After a two-year hiatus, DISTRIBUTECH returned to the Kay Bailey Hutchison Convention Center in Dallas. With thousands of attendees representing utilities, vendors, policymakers, and industry analysts, the conference rooms and exhibit floors were jam-packed.
And while vendors and session topics ranged the full gamut, our team identified three questions that we field multiple times from utilities and vendors alike. Check them out (and our recommendations) below.
Walking the halls of Distributech, our team counted nearly 40 vendors proclaiming to offer DERMS solutions. How is anyone supposed to make sense of that many offerings – especially when their actual capabilities differ?
One starting point is to evaluate the use cases that each vendor actively supports today. Navigant and AutoGrid published a helpful table (see below) that outlines common DERMS use cases across distinct stakeholders: from the end customer to grid operators and wholesale market participants.
While nearly every DERMS provider claims to serve a wide swath of these, no DERMS provider today delivers all of these capabilities in one platform. Several focus primarily on the “beyond the meter” (or “behind the meter”) use cases, while others are geared more towards grid services or market participation.
Instead of looking for a one-stop shop, we recommend prioritizing the DERMS use cases needed for your utility and evaluating providers based on their ability to
You can do that by talking with vendors (and fellow utilities) about the real-world applications they’re supporting and their approach to scaling their architecture and orchestration strategies as more DERs come online.
From our conversations with utilities of all sizes, we know that scalability is top of mind. It’s also difficult for non-experts to evaluate. One initial exercise is to ask yourself: what information do I want informing how DERs are orchestrated, and does this provider use that data to inform their actions?
At Camus Energy, we’re strong proponents of utilizing context on real-time grid conditions (i.e. loading and voltage) to inform DER dispatch and evaluate whether DER behavior is achieving the intended results. If your DERMS solution lacks visibility into real-time grid conditions, it will struggle to manage increasing quantity and heterogeneity of DERs – and you’ll be disappointed. This is especially relevant for utilities subject to FERC 2222, where integration of DERs into wholesale markets will cause coordination to be a very real challenge very quickly.
We believe the best solutions for scalable DER orchestration are those that provide real-time situational awareness as an input for DER dispatch.
This one can be a pretty scary question. When chatting with one electric cooperative, they asked us “How am I supposed to prepare for EV adoption when I don’t know who is buying them until right before they want to plug in, and my transformer lead time is two years? Am I supposed to stock up on transformers in case lots of folks get Lightning F-150s? How would that not increase rates? But I can’t make folks wait 24 months to charge their truck, right? So what’s the reasonable middle ground?”
Dealing with change that happens faster than ever is tough.
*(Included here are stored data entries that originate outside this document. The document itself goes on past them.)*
use std::io::Write;
use std::path::{Path, PathBuf};

use tempfile::NamedTempFile;
use thiserror::Error;
use tracing::{error, info, warn};

use crate::identity::{fresh_seed, generate_for, IdentityProfile, Platform};

#[derive(Debug, Error)]
pub enum StoreError {
    #[error("failed to read profile {}: {source}", path.display())]
    Read {
        path: PathBuf,
        #[source]
        source: std::io::Error,
    },

    #[error("profile {} is not valid: {source}", path.display())]
    Parse {
        path: PathBuf,
        #[source]
        source: serde_json::Error,
    },

    #[error("failed to encode profile: {0}")]
    Encode(#[from] serde_json::Error),

    #[error("failed to write profile {}: {source}", path.display())]
    Write {
        path: PathBuf,
        #[source]
        source: std::io::Error,
    },
}

/// One JSON profile file per installation.
#[derive(Debug, Clone)]
pub struct ProfileStore {
    path: PathBuf,
    platform: Platform,
}

impl ProfileStore {
    pub fn new(path: impl Into<PathBuf>) -> Self {
        Self {
            path: path.into(),
            platform: Platform::current(),
        }
    }

    pub fn with_platform(mut self, platform: Platform) -> Self {
        self.platform = platform;
        self
    }

    pub fn path(&self) -> &Path {
        &self.path
    }

    /// `Ok(None)` when no profile has been written yet.
    pub fn load(&self) -> Result<Option<IdentityProfile>, StoreError> {
        let text = match std::fs::read_to_string(&self.path) {
            Ok(text) => text,
            Err(e) if e.kind() == std::io::ErrorKind::NotFound => return Ok(None),
            Err(source) => {
                return Err(StoreError::Read {
                    path: self.path.clone(),
                    source,
                })
            }
        };
        serde_json::from_str(&text)
            .map(Some)
            .map_err(|source| StoreError::Parse {
                path: self.path.clone(),
                source,
            })
    }

    /// Existing profile unchanged, or a fresh one. Unreadable files count as
    /// absent.
    pub fn load_or_create(&self) -> IdentityProfile {
        match self.load() {
            Ok(Some(profile)) => {
                info!(target: "identity", machine = profile.short_id(), "loaded existing profile");
                profile
            }
            Ok(None) => self.create(),
            Err(e) => {
                warn!(target: "identity", error = %e, "discarding unreadable profile");
                self.create()
            }
        }
    }

    /// Pretty JSON via a temp file in the same directory, then rename.
    pub fn save(&self, profile: &IdentityProfile) -> Result<(), StoreError> {
        let write_err = |source: std::io::Error| StoreError::Write {
            path: self.path.clone(),
            source,
        };
        let dir = match self.path.parent() {
            Some(dir) if !dir.as_os_str().is_empty() => dir.to_path_buf(),
            _ => PathBuf::from("."),
        };
        std::fs::create_dir_all(&dir).map_err(write_err)?;

        let json = serde_json::to_string_pretty(profile)?;
        let mut temp = NamedTempFile::new_in(&dir).map_err(write_err)?;
        temp.write_all(json.as_bytes()).map_err(write_err)?;
        temp.as_file().sync_all().map_err(write_err)?;
        temp.persist(&self.path).map_err(|e| write_err(e.error))?;
        Ok(())
    }

    /// Always generates and persists a new profile.
    pub fn reset(&self) -> IdentityProfile {
        let profile = self.create();
        info!(target: "identity", machine = profile.short_id(), "profile reset");
        profile
    }

    fn create(&self) -> IdentityProfile {
        let profile = generate_for(&fresh_seed(), self.platform);
        if let Err(e) = self.save(&profile) {
            error!(target: "identity", error = %e, "profile not persisted; continuing in memory");
        } else {
            info!(target: "identity", machine = profile.short_id(), path = %self.path.display(), "created profile");
        }
        profile
    }
}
While utilities are and should be excited about the clean energy transition, managing that change is complicated and, at times, feels daunting.
Our recommendation is to start by identifying the “no regrets” investments that help improve your organization’s flexibility and ability to manage change. Often, the best “no regrets” investments relate to data. From laying down broadband for improved data collection and connectivity to investing in software that cleans, organizes, and visualizes operational data, there’s a lot that utilities can do to better understand what’s happening on their grid in real-time.
This focus on improving real-time visibility and building a robust data foundation was discussed in detail during the Distributech panel titled “No Regrets Investments for a DSO Future”. During the discussion, leaders from Vermont Electric Cooperative and Holy Cross Energy gave practical examples of their investments. [We’ll update this post with a link to the recording when it’s made available. Panel details are available here.]
Our response to cybersecurity-related questions typically focuses on three tips.
First, embrace a zero trust security posture. We offer more detail in this blog post (and are always happy to chat with utilities), but the general idea is that your system should be protected at all levels, not just the perimeter.
Second, we strongly recommend communicating with customer-owned devices outside of the utility OT system. That’s consistently echoed by utility experts too. In a panel discussion at Distributech on Monday, Chris Bilby of Holy Cross Energy spoke about how excited he was to call upon member devices. His colleague turned to him and said, “Great. Now get the DERs out of my SCADA!”
By doing so, utilities can prevent intrusion at the customer device level, which is both less protected and a much larger attack surface, from resulting in security risks for core utility operations.
Third, many of the most common security risks come from vendors or third-party support teams. In conjunction with moving to a zero trust approach, which limits access for vendors, ensuring that your vendors have robust cybersecurity policies is paramount. When it comes to security, you are often only as strong as the weakest link.